Prompt.
Pull every line with "ToolProbe" from the data below and copy it.

+++ Recorded data

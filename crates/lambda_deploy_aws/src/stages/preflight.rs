use lambda_deploy_core::preflight::{run_checklist, ToolRequirement};
use lambda_deploy_core::stages::Stage;
use serde_json::json;

use crate::adapters::tools::ToolProbe;
use crate::error::DeployError;
use crate::logging::{log_error, log_info};
use crate::stages::StageOutcome;

const COMPONENT: &str = "preflight";

pub fn run_preflight(
    tools: &[ToolRequirement],
    probe: &dyn ToolProbe,
) -> Result<StageOutcome, DeployError> {
    let report = run_checklist(tools, |program| probe.version(program));

    for tool in &report.tools {
        log_info(
            COMPONENT,
            "tool_checked",
            json!({
                "program": tool.program.clone(),
                "found": tool.found,
                "required": tool.required,
                "version": tool.version.clone(),
            }),
        );
    }

    if let Some(missing) = report.missing_required().next() {
        log_error(
            COMPONENT,
            "required_tool_missing",
            json!({ "program": missing.program.clone() }),
        );
        return Err(DeployError::MissingTool {
            tool: missing.program.clone(),
            remediation: missing.remediation.clone().unwrap_or_default(),
        });
    }

    let found = report.tools.iter().filter(|tool| tool.found).count();
    Ok(StageOutcome::new(
        Stage::Preflight,
        format!("{found}/{} tools available", report.tools.len()),
        json!(report),
    ))
}

#[cfg(test)]
mod tests {
    use lambda_deploy_core::preflight::DEFAULT_TOOLS;

    use super::*;

    struct FixedProbe(&'static [&'static str]);

    impl ToolProbe for FixedProbe {
        fn version(&self, program: &str) -> Option<String> {
            self.0
                .contains(&program)
                .then(|| format!("{program} 1.0.0"))
        }
    }

    #[test]
    fn missing_docker_is_fatal_with_remediation() {
        let error = run_preflight(&DEFAULT_TOOLS, &FixedProbe(&["aws", "python3"]))
            .expect_err("docker is required");
        match error {
            DeployError::MissingTool { tool, remediation } => {
                assert_eq!(tool, "docker");
                assert!(remediation.contains("install Docker"));
            }
            other => panic!("unexpected error: {other:?}"),
        }
    }

    #[test]
    fn reports_checklist_when_docker_present() {
        let outcome = run_preflight(&DEFAULT_TOOLS, &FixedProbe(&["docker"]))
            .expect("docker alone is enough");
        assert_eq!(outcome.summary, "1/3 tools available");
        assert_eq!(outcome.detail["tools"][0]["found"], true);
    }
}
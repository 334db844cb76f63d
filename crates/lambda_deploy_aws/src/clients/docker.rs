use std::io::Write;
use std::process::{Command, Stdio};

use lambda_deploy_core::image::ImageReference;

use crate::adapters::engine::{BuildRequest, ContainerEngine};
use crate::adapters::registry::RegistryCredentials;

/// Drives the `docker` CLI; output streams straight to the terminal.
pub struct DockerCli {
    program: String,
}

impl Default for DockerCli {
    fn default() -> Self {
        Self {
            program: "docker".to_string(),
        }
    }
}

impl DockerCli {
    fn run(&self, args: &[&str]) -> Result<(), String> {
        let status = Command::new(&self.program)
            .args(args)
            .status()
            .map_err(|error| format!("failed to start {}: {error}", self.program))?;
        if status.success() {
            Ok(())
        } else {
            Err(format!("{} {} exited with {status}", self.program, args.join(" ")))
        }
    }
}

impl ContainerEngine for DockerCli {
    fn build(&self, request: &BuildRequest) -> Result<(), String> {
        let image = request.image.to_string();
        let dockerfile = request.dockerfile.to_string_lossy().into_owned();
        let context = request.context.to_string_lossy().into_owned();
        let mut args = vec!["build", "-t", image.as_str(), "-f", dockerfile.as_str()];
        if let Some(platform) = &request.platform {
            args.extend(["--platform", platform.as_str()]);
        }
        args.push(context.as_str());
        self.run(&args)
    }

    fn login(&self, credentials: &RegistryCredentials) -> Result<(), String> {
        let mut child = Command::new(&self.program)
            .args([
                "login",
                "--username",
                credentials.username.as_str(),
                "--password-stdin",
                credentials.registry.as_str(),
            ])
            .stdin(Stdio::piped())
            .spawn()
            .map_err(|error| format!("failed to start {}: {error}", self.program))?;
        if let Some(mut stdin) = child.stdin.take() {
            stdin
                .write_all(credentials.password.as_bytes())
                .map_err(|error| format!("failed to pass registry password: {error}"))?;
        }
        let status = child
            .wait()
            .map_err(|error| format!("failed to wait for docker login: {error}"))?;
        if status.success() {
            Ok(())
        } else {
            Err(format!("docker login to {} exited with {status}", credentials.registry))
        }
    }

    fn tag(&self, source: &ImageReference, target: &ImageReference) -> Result<(), String> {
        let (source, target) = (source.to_string(), target.to_string());
        self.run(&["tag", source.as_str(), target.as_str()])
    }

    fn push(&self, image: &ImageReference) -> Result<(), String> {
        let image = image.to_string();
        self.run(&["push", image.as_str()])
    }
}
use std::process::{exit, Command, ExitStatus};

use clap::{Parser, Subcommand, ValueEnum};

// ── CLI definition ─────────────────────────────────────────────────

#[derive(Parser)]
#[command(
    name = "xtask",
    about = "Task runner for the lambda deploy workspace",
    long_about = "CI checks, release builds and a shortcut for running the\n\
                  `deploy` CLI from the workspace."
)]
struct Cli {
    #[command(subcommand)]
    command: Commands,
}

#[derive(Subcommand)]
enum Commands {
    /// Run CI checks (fmt, clippy, tests)
    Ci {
        /// Job to run
        #[arg(value_enum, default_value_t = CiJob::All)]
        job: CiJob,
    },
    /// Build the optimized `deploy` binary
    Release,
    /// Run the `deploy` CLI, passing every argument through
    Deploy {
        #[arg(trailing_var_arg = true, allow_hyphen_values = true)]
        args: Vec<String>,
    },
}

#[derive(Clone, ValueEnum)]
enum CiJob {
    /// Formatting and clippy
    Check,
    /// Unit and integration tests of both crates
    Test,
    /// Run check + test
    All,
}

// ── helpers ────────────────────────────────────────────────────────

fn step(label: &str) {
    eprintln!("\n=== {label} ===");
}

fn cargo(args: &[&str]) -> ExitStatus {
    eprintln!("+ cargo {}", args.join(" "));
    match Command::new("cargo").args(args).status() {
        Ok(status) => status,
        Err(error) => {
            eprintln!("failed to execute cargo: {error}");
            exit(1);
        }
    }
}

fn run_cargo(args: &[&str]) {
    let status = cargo(args);
    if !status.success() {
        exit(status.code().unwrap_or(1));
    }
}

fn ci_check() {
    step("Check formatting");
    run_cargo(&["fmt", "--all", "--", "--check"]);

    step("Run clippy");
    run_cargo(&[
        "clippy",
        "--workspace",
        "--all-targets",
        "--",
        "-D",
        "warnings",
    ]);
}

fn ci_test() {
    step("Test lambda_deploy_core");
    run_cargo(&["test", "-p", "lambda_deploy_core"]);

    step("Test lambda_deploy_aws");
    run_cargo(&["test", "-p", "lambda_deploy_aws"]);
}

// ── main ───────────────────────────────────────────────────────────

fn main() {
    let cli = Cli::parse();

    match cli.command {
        Commands::Ci { job } => {
            match job {
                CiJob::Check => ci_check(),
                CiJob::Test => ci_test(),
                CiJob::All => {
                    ci_check();
                    ci_test();
                }
            }
            eprintln!("\nCI job passed.");
        }
        Commands::Release => {
            step("Build deploy (release)");
            run_cargo(&[
                "build",
                "-p",
                "lambda_deploy_aws",
                "--bin",
                "deploy",
                "--release",
            ]);
            eprintln!("\nBinary: target/release/deploy");
        }
        Commands::Deploy { args } => {
            let mut cargo_args = vec!["run", "-q", "-p", "lambda_deploy_aws", "--bin", "deploy", "--"];
            cargo_args.extend(args.iter().map(String::as_str));
            run_cargo(&cargo_args);
        }
    }
}
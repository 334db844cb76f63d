use aws_config::SdkConfig;

use crate::adapters::identity::{CallerIdentity, IdentityResolver};
use crate::clients::{block_on, describe_error};

pub struct StsIdentityResolver {
    client: aws_sdk_sts::Client,
    region: Option<String>,
}

impl StsIdentityResolver {
    pub fn new(config: &SdkConfig) -> Self {
        Self {
            client: aws_sdk_sts::Client::new(config),
            region: config.region().map(|region| region.to_string()),
        }
    }
}

impl IdentityResolver for StsIdentityResolver {
    fn caller_identity(&self) -> Result<CallerIdentity, String> {
        let client = self.client.clone();
        let output = block_on(async move { client.get_caller_identity().send().await })
            .map_err(describe_error)?;

        let account_id = output
            .account()
            .filter(|account| !account.is_empty())
            .ok_or_else(|| "GetCallerIdentity returned no account".to_string())?;
        Ok(CallerIdentity {
            account_id: account_id.to_string(),
            arn: output.arn().unwrap_or_default().to_string(),
            region: self.region.clone(),
        })
    }
}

++++++

Exercise response.
use crate::adapters::tools::ToolProbe;
    probe: &dyn ToolProbe,
    impl ToolProbe for FixedProbe {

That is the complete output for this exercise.